February 2, 2021 By kelbarron

A friend and I recently compared notes on how our teenage daughters were faring during the pandemic – which has thrown kids of all ages a developmental curveball.

If you’re a parent, asking about each other’s children has taken on a heartfelt gravity. During the past year, anxiety about how kids are doing socially, emotionally, physically, and academically has kept parents wide-eyed in bed at night and tired and frazzled during the day.

Collective worry over children’s wellbeing, along with a study of the latest science, prompted the CDC last week to release a new report on the safety of in-person schooling, saying it was O.K. with proper protocols. How education plays out across the country will be a state-by-state, county-by-county, school board-by-school-board conundrum.

Meanwhile, many parents have an ambient sense of helplessness on how best to usher their kids through an extraordinary rough patch.

There is one simple, research-backed measure that all parents can take to improve their children’s emotional wellbeing during the pandemic and well beyond. And it’s this: Give your kids your undivided attention.

Before you groan about another bit of undoable, guilt-producing parenting advice, continue reading.

Decades ago, Stewart Friedman, an organizational psychologist at the Wharton School, and Jeffrey Greenhaus, a business professor at Drexel University, conducted a landmark study on how parents’ careers affected their children’s lives. (The study included 900 professionals from various industries between the ages of 25 and 63.) https://hbr.org/2018/11/how-our-careers-affect-our-children

One of the study’s seminal findings was that the amount of time parents spent working versus on childcare didn’t influence their children’s mental health.

What did?
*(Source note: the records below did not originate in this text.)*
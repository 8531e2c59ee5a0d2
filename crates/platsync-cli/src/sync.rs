//! Release pipeline for a directory of platforms
//!
//! For every platform directory, in name order:
//! 1. load and validate `info.json`
//! 2. classify native or interpreted
//! 3. decide eligibility against the manifest (new, or strictly newer)
//! 4. if the build mode admits the platform, build and upload its artifact
//! 5. record the release in the manifest
//!
//! An eligible platform is recorded even when the build mode filters it out,
//! so the complementary run (e.g. `--python`) uploads the matching artifact.
//!
//! Nothing is persisted unless every platform went through. The local
//! manifest is written first, then the remote one is committed when asked.

use crate::build::{BuildContext, BuildMode, ModuleBuild, Toolchain};
use crate::errors::SyncError;
use crate::logger;
use crate::naming::artifact_name;
use crate::publish::{CommitOutcome, Publisher, ReleaseStore};
use platsync_config::HostPlatform;
use platsync_manifest::{Eligibility, Language, Manifest, PlatformDescriptor};
use std::fmt;
use std::path::{Path, PathBuf};
use std::sync::Arc;

/// Inputs of one pipeline run
#[derive(Debug, Clone)]
pub struct SyncOptions {
    pub platforms_dir: PathBuf,
    pub manifest_path: PathBuf,
    pub dist_dir: PathBuf,
    pub mode: BuildMode,
    /// Commit the manifest to the release store after a successful run
    pub commit: bool,
}

/// What happened to one platform
#[derive(Debug, Clone, PartialEq, Eq)]
pub enum Action {
    /// Artifact uploaded (or, in a plan, would be) and release recorded
    Published { asset: String },
    /// Release recorded, artifact left to a run in the other build mode
    Recorded,
    /// Published version is not older; nothing done
    UpToDate,
}

#[derive(Debug, Clone)]
pub struct ModuleReport {
    pub id: Arc<str>,
    pub version: Arc<str>,
    pub language: Language,
    pub eligibility: Eligibility,
    pub action: Action,
}

impl fmt::Display for ModuleReport {
    fn fmt(&self, f: &mut fmt::Formatter<'_>) -> fmt::Result {
        match (&self.action, &self.eligibility) {
            (Action::Published { asset }, Eligibility::Upgrade { previous }) => write!(
                f,
                "{} {} -> {} ({})",
                self.id, previous, self.version, asset
            ),
            (Action::Published { asset }, _) => {
                write!(f, "{} {} new ({})", self.id, self.version, asset)
            }
            (Action::Recorded, _) => write!(
                f,
                "{} {} recorded, {} artifact not built in this mode",
                self.id, self.version, self.language
            ),
            (Action::UpToDate, Eligibility::UpToDate { published }) => {
                write!(f, "{} {} up to date (published {})", self.id, self.version, published)
            }
            (Action::UpToDate, _) => write!(f, "{} {} up to date", self.id, self.version),
        }
    }
}

/// Outcome of a run or plan
#[derive(Debug, Clone, Default)]
pub struct SyncReport {
    pub modules: Vec<ModuleReport>,
    /// Whether anything was actually built, uploaded or written
    pub dry_run: bool,
    pub commit: Option<CommitOutcome>,
}

impl SyncReport {
    pub fn count(&self, matches: impl Fn(&Action) -> bool) -> usize {
        self.modules.iter().filter(|m| matches(&m.action)).count()
    }

    pub fn published(&self) -> usize {
        self.count(|a| matches!(a, Action::Published { .. }))
    }

    pub fn recorded(&self) -> usize {
        self.count(|a| matches!(a, Action::Recorded))
    }

    pub fn up_to_date(&self) -> usize {
        self.count(|a| matches!(a, Action::UpToDate))
    }
}

/// Platform directories under `platforms_dir`, hidden entries skipped, sorted by name
pub fn discover_modules(platforms_dir: &Path) -> Result<Vec<PathBuf>, SyncError> {
    let discovery = |source| SyncError::Discovery {
        path: platforms_dir.to_path_buf(),
        source,
    };

    let mut dirs = Vec::new();
    for entry in std::fs::read_dir(platforms_dir).map_err(discovery)? {
        let entry = entry.map_err(discovery)?;
        if entry.file_name().to_string_lossy().starts_with('.') {
            continue;
        }
        let path = entry.path();
        if path.is_dir() {
            dirs.push(path);
        }
    }
    dirs.sort();
    Ok(dirs)
}

fn folder_name(dir: &Path) -> String {
    dir.file_name()
        .map(|n| n.to_string_lossy().into_owned())
        .unwrap_or_else(|| dir.display().to_string())
}

/// Loaded and classified platform with its eligibility
struct Candidate {
    descriptor: PlatformDescriptor,
    build: ModuleBuild,
    eligibility: Eligibility,
}

fn evaluate(manifest: &Manifest, dir: &Path) -> Result<Candidate, SyncError> {
    let folder = folder_name(dir);
    let descriptor =
        PlatformDescriptor::load(dir).map_err(|e| SyncError::descriptor(&folder, e))?;
    let build = ModuleBuild::classify(dir);
    let eligibility = manifest
        .eligibility(&descriptor)
        .map_err(|e| SyncError::manifest(&descriptor.id, e))?;
    Ok(Candidate {
        descriptor,
        build,
        eligibility,
    })
}

/// Drives one pipeline run; owns the manifest for its duration
pub struct Orchestrator<T, S> {
    options: SyncOptions,
    manifest: Manifest,
    toolchain: T,
    publisher: Publisher<S>,
    host: Option<HostPlatform>,
}

impl<T: Toolchain, S: ReleaseStore> Orchestrator<T, S> {
    /// Load the manifest from `options.manifest_path` (empty if absent)
    pub fn new(options: SyncOptions, toolchain: T, publisher: Publisher<S>) -> Result<Self, SyncError> {
        let manifest = Manifest::load_from_path(&options.manifest_path)?;
        Ok(Self::with_manifest(options, manifest, toolchain, publisher))
    }

    pub fn with_manifest(
        options: SyncOptions,
        manifest: Manifest,
        toolchain: T,
        publisher: Publisher<S>,
    ) -> Self {
        Orchestrator {
            options,
            manifest,
            toolchain,
            publisher,
            host: HostPlatform::detect(),
        }
    }

    /// Override the detected host, e.g. to name artifacts for another platform
    #[must_use]
    pub fn with_host(mut self, host: Option<HostPlatform>) -> Self {
        self.host = host;
        self
    }

    pub fn manifest(&self) -> &Manifest {
        &self.manifest
    }

    /// Build, publish and record every eligible platform, then persist the manifest
    pub fn run(&mut self) -> Result<SyncReport, SyncError> {
        if self.options.commit {
            self.publisher
                .pin_manifest_revision()
                .map_err(SyncError::commit)?;
        }

        let modules = self.process_all()?;
        logger::set_current_module(None);

        let mut report = SyncReport {
            modules,
            dry_run: false,
            commit: None,
        };
        report.commit = self.persist()?;
        Ok(report)
    }

    /// Same decisions as [`run`](Self::run) without building, uploading or writing
    pub fn plan(&self) -> Result<SyncReport, SyncError> {
        let mut manifest = self.manifest.clone();
        let mut modules = Vec::new();

        for dir in discover_modules(&self.options.platforms_dir)? {
            let candidate = evaluate(&manifest, &dir)?;
            let language = candidate.build.language();
            let action = if !candidate.eligibility.is_eligible() {
                Action::UpToDate
            } else if self.options.mode.admits(language) {
                let asset = artifact_name(
                    &candidate.descriptor.id,
                    candidate.descriptor.version.as_str(),
                    language,
                    self.host.as_ref(),
                )
                .ok_or_else(|| unsupported_host(&candidate.descriptor.id))?;
                Action::Published { asset }
            } else {
                Action::Recorded
            };

            if candidate.eligibility.is_eligible() {
                manifest.record_release(&candidate.descriptor, language);
            }
            modules.push(report_for(&candidate, language, action));
        }

        Ok(SyncReport {
            modules,
            dry_run: true,
            commit: None,
        })
    }

    fn process_all(&mut self) -> Result<Vec<ModuleReport>, SyncError> {
        let dirs = discover_modules(&self.options.platforms_dir)?;
        logger::debug(&format!(
            "Found {} platform(s) in {}",
            dirs.len(),
            self.options.platforms_dir.display()
        ));

        let mut reports = Vec::with_capacity(dirs.len());
        for dir in dirs {
            logger::set_current_module(Some(folder_name(&dir)));
            let report = self.process_module(&dir)?;
            logger::step(&report.to_string());
            reports.push(report);
        }
        Ok(reports)
    }

    fn process_module(&mut self, dir: &Path) -> Result<ModuleReport, SyncError> {
        let candidate = evaluate(&self.manifest, dir)?;
        let descriptor = &candidate.descriptor;
        let language = candidate.build.language();
        logger::set_current_module(Some(descriptor.id.to_string()));

        if !candidate.eligibility.is_eligible() {
            logger::debug(&format!(
                "Skipping '{}' {}: not newer than the published version",
                descriptor.id, descriptor.version
            ));
            return Ok(report_for(&candidate, language, Action::UpToDate));
        }

        let action = if self.options.mode.admits(language) {
            let asset = self.build_and_publish(&candidate)?;
            Action::Published { asset }
        } else {
            logger::info(&format!(
                "Recording '{}' {} without building ({} platform)",
                descriptor.id, descriptor.version, language
            ));
            Action::Recorded
        };

        self.manifest.record_release(descriptor, language);
        Ok(report_for(&candidate, language, action))
    }

    fn build_and_publish(&mut self, candidate: &Candidate) -> Result<String, SyncError> {
        let descriptor = &candidate.descriptor;
        let dist_dir = self.prepare_dist_dir()?;

        logger::spinner_start(&format!("Building {} {}", descriptor.id, descriptor.version));
        let ctx = BuildContext {
            toolchain: &self.toolchain,
            dist_dir: &dist_dir,
            host: self.host.as_ref(),
        };
        let built = candidate.build.build(descriptor, &ctx);
        let artifact = match built {
            Ok(artifact) => artifact,
            Err(e) => {
                logger::spinner_error(&format!("Build of '{}' failed", descriptor.id));
                return Err(e);
            }
        };

        let asset = artifact.file_name();
        self.publisher
            .publish(&artifact)
            .map_err(|source| SyncError::Publish {
                module: descriptor.id.to_string(),
                asset: asset.clone(),
                source,
            })?;
        logger::spinner_success(&format!("Published {}", asset));
        Ok(asset)
    }

    fn prepare_dist_dir(&self) -> Result<PathBuf, SyncError> {
        let dist_dir = if self.options.dist_dir.is_absolute() {
            self.options.dist_dir.clone()
        } else {
            std::env::current_dir()?.join(&self.options.dist_dir)
        };
        std::fs::create_dir_all(&dist_dir)?;
        Ok(dist_dir)
    }

    fn persist(&mut self) -> Result<Option<CommitOutcome>, SyncError> {
        self.manifest.save_to_path(&self.options.manifest_path)?;
        logger::debug(&format!(
            "Wrote {} entries to {}",
            self.manifest.len(),
            self.options.manifest_path.display()
        ));

        if !self.options.commit {
            return Ok(None);
        }
        let bytes = self.manifest.to_json_bytes()?;
        let outcome = self
            .publisher
            .commit_manifest(&bytes)
            .map_err(SyncError::commit)?;
        if let CommitOutcome::Updated(revision) = &outcome {
            logger::success(&format!(
                "Committed {} (revision {})",
                self.publisher.manifest_path(),
                revision
            ));
        }
        Ok(Some(outcome))
    }
}

fn report_for(candidate: &Candidate, language: Language, action: Action) -> ModuleReport {
    ModuleReport {
        id: candidate.descriptor.id.clone(),
        version: candidate.descriptor.version.as_arc(),
        language,
        eligibility: candidate.eligibility.clone(),
        action,
    }
}

fn unsupported_host(module: &str) -> SyncError {
    SyncError::UnsupportedHost(format!(
        "cannot name native artifact of '{}' on {}",
        module,
        std::env::consts::OS
    ))
}

#[cfg(test)]
mod tests {
    use super::*;
    use tempfile::TempDir;

    #[test]
    fn test_discover_skips_hidden_and_files() {
        let Ok(temp_dir) = TempDir::new() else {
            return;
        };
        let root = temp_dir.path();
        for dir in ["tidal", ".git", "beatport", "deezer"] {
            assert!(std::fs::create_dir_all(root.join(dir)).is_ok());
        }
        assert!(std::fs::write(root.join("README.md"), "platforms").is_ok());

        let Ok(found) = discover_modules(root) else {
            return;
        };
        let names: Vec<String> = found.iter().map(|d| folder_name(d)).collect();
        assert_eq!(names, vec!["beatport", "deezer", "tidal"]);
    }

    #[test]
    fn test_discover_missing_dir_is_error() {
        let Ok(temp_dir) = TempDir::new() else {
            return;
        };
        let result = discover_modules(&temp_dir.path().join("missing"));
        assert!(matches!(result, Err(SyncError::Discovery { .. })));
    }
}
How psychologically available and physically present parents were when they were with their children.

If parents were physically present but mentally consumed by their work or, more commonly nowadays, their iPhones, children were more likely to have mental, emotional, and behavioral issues.
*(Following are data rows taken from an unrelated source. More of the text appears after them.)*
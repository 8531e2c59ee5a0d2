pub mod config;
pub mod list;
pub mod plan;
pub mod sync;

use crate::errors::SyncError;
use crate::publish::{DirectoryReleaseStore, GithubReleaseStore, ReleaseStore};
use crate::sync::{Action, SyncReport};
use colored::Colorize;
use platsync_config::{Config, StoreKind};

/// Open the release store selected in the config
pub(crate) fn open_store(config: &Config) -> Result<Box<dyn ReleaseStore>, SyncError> {
    match config.release.store {
        StoreKind::Github => {
            let store =
                GithubReleaseStore::from_config(&config.release).map_err(SyncError::Store)?;
            if !store.has_token() {
                crate::logger::debug(&format!(
                    "{} is not set, uploads and commits will be refused",
                    config.release.token_env
                ));
            }
            Ok(Box::new(store))
        }
        StoreKind::Local => Ok(Box::new(DirectoryReleaseStore::new(
            config.release.local_dir.clone(),
        ))),
    }
}

pub(crate) fn print_report(report: &SyncReport) {
    if report.modules.is_empty() {
        println!("No platforms found.");
        return;
    }

    let header = if report.dry_run { "Plan:" } else { "Platforms:" };
    println!("{}", header.bold().green());
    for module in &report.modules {
        let marker = match (&module.action, report.dry_run) {
            (Action::Published { .. }, false) => "published".green(),
            (Action::Published { .. }, true) => "publish".green(),
            (Action::Recorded, false) => "recorded".yellow(),
            (Action::Recorded, true) => "record".yellow(),
            (Action::UpToDate, _) => "up to date".dimmed(),
        };
        println!("  {:<12} {}", marker, module);
    }
}
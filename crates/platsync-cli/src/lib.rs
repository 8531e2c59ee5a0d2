//! platsync library - release pipeline for platform modules
//!
//! Exposes the pipeline pieces so they can be driven from tests with
//! substitute toolchains and release stores.

pub mod build;
pub mod commands;
pub mod common;
pub mod errors;
pub mod naming;
pub mod publish;
pub mod sync;

pub use common::GlobalOpts;
pub use errors::{StoreError, SyncError};
pub use platsync_config as config;
pub use platsync_logger as logger;
pub use platsync_manifest as manifest;
pub use sync::{Orchestrator, SyncOptions, SyncReport};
Quoted recently in Inc. magazine, Friedman said: “Time and attention are not the same thing; there’s a big difference between physical presence and psychological presence. You can be spending time with people, but if you’re not psychologically present, you’re not doing anybody any good.”

In other words, quality time isn’t a misnomer. And that’s excellent news not just for fraught parents but for everyone. Being more present for each other during times of duress and even when life hums along is an obtainable behavioral choice that can dramatically improve all of our relationships and serve as a source of enduring support.
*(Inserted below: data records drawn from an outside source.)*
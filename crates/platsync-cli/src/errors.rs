//! Error types for the release pipeline
//!
//! Every error aborts the whole run. Errors raised while a platform is being
//! processed carry its id so the operator knows where to look.

use platsync_config::ConfigError;
use platsync_manifest::{DescriptorError, ManifestError, VersionError};
use std::io;
use std::path::PathBuf;
use thiserror::Error;

/// Errors reported by a release store
#[derive(Error, Debug)]
pub enum StoreError {
    #[error("rejected by release store: {reason}")]
    Rejected { status: Option<u16>, reason: String },

    #[error("revision of '{path}' changed (expected {}, found {})", display_rev(.expected), display_rev(.found))]
    Conflict {
        path: String,
        expected: Option<String>,
        found: Option<String>,
    },

    #[error("release '{0}' not found")]
    ReleaseNotFound(String),

    #[error("invalid credentials: {0}")]
    Credentials(String),

    #[error("HTTP error: {0}")]
    Http(#[from] reqwest::Error),

    #[error("unexpected response from release store: {0}")]
    InvalidResponse(String),

    #[error("IO error: {0}")]
    Io(#[from] io::Error),
}

fn display_rev(rev: &Option<String>) -> &str {
    rev.as_deref().unwrap_or("<none>")
}

/// Errors that abort a sync run
#[derive(Error, Debug)]
pub enum SyncError {
    #[error("platform '{module}': invalid version: {source}")]
    Validation {
        module: String,
        #[source]
        source: VersionError,
    },

    #[error("platform '{module}': invalid descriptor: {source}")]
    Schema {
        module: String,
        #[source]
        source: DescriptorError,
    },

    #[error("platform '{module}': `{step}` failed ({reason})")]
    Build {
        module: String,
        step: String,
        reason: String,
    },

    #[error("platform '{module}': could not start `{step}`: {source}")]
    Spawn {
        module: String,
        step: String,
        #[source]
        source: io::Error,
    },

    #[error("platform '{module}': build artifact not found at {}", path.display())]
    ArtifactNotFound { module: String, path: PathBuf },

    #[error("platform '{module}': failed to handle artifact {}: {source}", path.display())]
    Artifact {
        module: String,
        path: PathBuf,
        #[source]
        source: io::Error,
    },

    #[error("platform '{module}': upload of '{asset}' failed: {source}")]
    Publish {
        module: String,
        asset: String,
        #[source]
        source: StoreError,
    },

    #[error("manifest commit conflict, another run updated it: {0}")]
    Conflict(#[source] StoreError),

    #[error("manifest commit failed: {0}")]
    Commit(#[source] StoreError),

    #[error("release store unavailable: {0}")]
    Store(#[source] StoreError),

    #[error("platform '{0}' is not in the manifest")]
    UnknownPlatform(String),

    #[error("failed to list platforms in {}: {source}", path.display())]
    Discovery {
        path: PathBuf,
        #[source]
        source: io::Error,
    },

    #[error("Manifest error: {0}")]
    Manifest(#[from] ManifestError),

    #[error("Configuration error: {0}")]
    Config(#[from] ConfigError),

    #[error("Unsupported host: {0}")]
    UnsupportedHost(String),

    #[error("IO error: {0}")]
    Io(#[from] io::Error),
}

impl SyncError {
    /// Id (or directory name) of the platform the error is about
    pub fn module(&self) -> Option<&str> {
        match self {
            SyncError::Validation { module, .. }
            | SyncError::Schema { module, .. }
            | SyncError::Build { module, .. }
            | SyncError::Spawn { module, .. }
            | SyncError::ArtifactNotFound { module, .. }
            | SyncError::Artifact { module, .. }
            | SyncError::Publish { module, .. } => Some(module),
            _ => None,
        }
    }

    /// Attach a platform to a descriptor error, splitting out version problems
    pub fn descriptor(module: &str, err: DescriptorError) -> Self {
        match err {
            DescriptorError::Version(source) => SyncError::Validation {
                module: module.to_string(),
                source,
            },
            source => SyncError::Schema {
                module: module.to_string(),
                source,
            },
        }
    }

    /// Attach a platform to a manifest error raised while deciding eligibility
    pub fn manifest(module: &str, err: ManifestError) -> Self {
        match err {
            ManifestError::InvalidVersion { source, .. } => SyncError::Validation {
                module: module.to_string(),
                source,
            },
            other => SyncError::Manifest(other),
        }
    }

    /// Map a failed manifest commit, keeping conflicts distinguishable
    pub fn commit(err: StoreError) -> Self {
        match err {
            conflict @ StoreError::Conflict { .. } => SyncError::Conflict(conflict),
            other => SyncError::Commit(other),
        }
    }
}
Being present is a dedicated mindfulness practice. But everyone – even those who never want to meditate – can put their iPhones in the sock drawer now and then.

We also can tell our kids that after answering emails, getting off our Zoom call, or taking some time for ourselves, we will give them our devoted attention. And whether it’s for 10 minutes or an hour, we will make them feel as if they’re the most important thing in the world.

(Image is courtesy of KateMangoStar)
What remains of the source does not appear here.